Warum man dem Gesang der Sirenen widerstehen sollte
Der griechischen Mythologie zufolge ist der Gesang der Sirenen betörend. Seefahrer, die ihm folgten, kamen mit Sicherheit um. In der Neuzeit ist die Funktion von Sirenen eine grundlegend andere, nämlich Menschen vor einer Katastrophe zu warnen, um ihre Haut retten zu können. Dennoch erweckt die Diskussion in Deutschland über die missglückten Warnungen vor der Flut den Eindruck, das gesamte Problem wäre mit der Wiederanschaffung von Sirenen in den Gemeinden gelöst. Im Unterschied zu Österreich wurden in Deutschland nämlich nach dem Kalten Krieg die Sirenen in den Orten abgebaut, weil man davon ausging, sie nicht mehr zu benötigen.
Warum man dem Gesang der Sirenen auch heute nicht erliegen sollte, hat einen einfachen Grund: Wer Menschen erreichen will, die sich alle rühmen, einen höchst individuellen Lebensstil zu haben, braucht nicht bloß eine Sirene, um in der Breite zu ihnen vordringen zu können. Die permanente Erreichbarkeit, auf die man so stolz ist, ist eine Illusion. Zwar hatte die Bevölkerung noch nie so viele Medien im Haus wie heute, von der Zeitung über Fernsehen und Radio bis hin zu Social Media und dem World Wide Web. Noch nie waren so viele Informationen in Echtzeit abrufbar. Auch waren die Menschen in Summe noch nie so gebildet wie heute. Und doch dringt man im Fall des Falles zu diesem Kollektiv kaum vor.

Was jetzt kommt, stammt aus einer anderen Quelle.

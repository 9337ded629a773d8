//! Contacts Core - Shared types library.
//!
//! This crate provides the validated types used across the contacts workspace:
//! - `api` - REST API server (users, sessions, contacts)
//! - `cli` - Command-line tools for migrations and index maintenance
//!
//! # Architecture
//!
//! The core crate contains only types - no I/O, no database access,
//! no HTTP clients. This keeps it lightweight and allows it to be used anywhere.
//!
//! # Modules
//!
//! - [`types`] - Newtype wrappers for type-safe IDs, usernames and contact names

#![cfg_attr(not(test), forbid(unsafe_code))]

pub mod types;

pub use types::*;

Es fehlt die Klammer, das eine Ding, das im Notfall alle hören oder sehen, und alle verstehen. Der Zauberstab. Gibt es den? Nicht mehr. Da haben Unternehmen, die täglich trotz permanenter Reizüberflutung mit Mitarbeitern und Kunden im Kontakt stehen müssen, bereits viel gelernt: In der Breite erreicht man die Bevölkerung nur, da sind die Erfahrungen im Marketing auch für den Katastrophenschutz lehrreich, indem man mehrere Technologien und Kanäle gleichzeitig einsetzt, also moderne
Sirenen, die Nachrichten weitergeben, Radio, Fernsehen und SMS über Mobiltelefone etwa mittels Cell Broadcasting, über das Warnungen automatisch an alle Menschen gehen, die mit ihren Mobiltelefonen in einer Region eingeloggt sind. Die alte Sirene genügt heutigen Ansprüchen nicht. Es braucht direkte Anweisungen, wie sich Menschen in einer Katastrophe verhalten sollen. Gewiss, der nötige Mix an Medien und Technologien ist teuer, doch das ist der Preis der Individualisierung und Reizüberflutung. Will man Erfolg haben, muss man investieren, da führt kein Weg vorbei. Die Kunst ist stets, alte und moderne Technologien gut zu verbinden. Auf diesen Stand muss auch der Katastrophenschutz gebracht werden.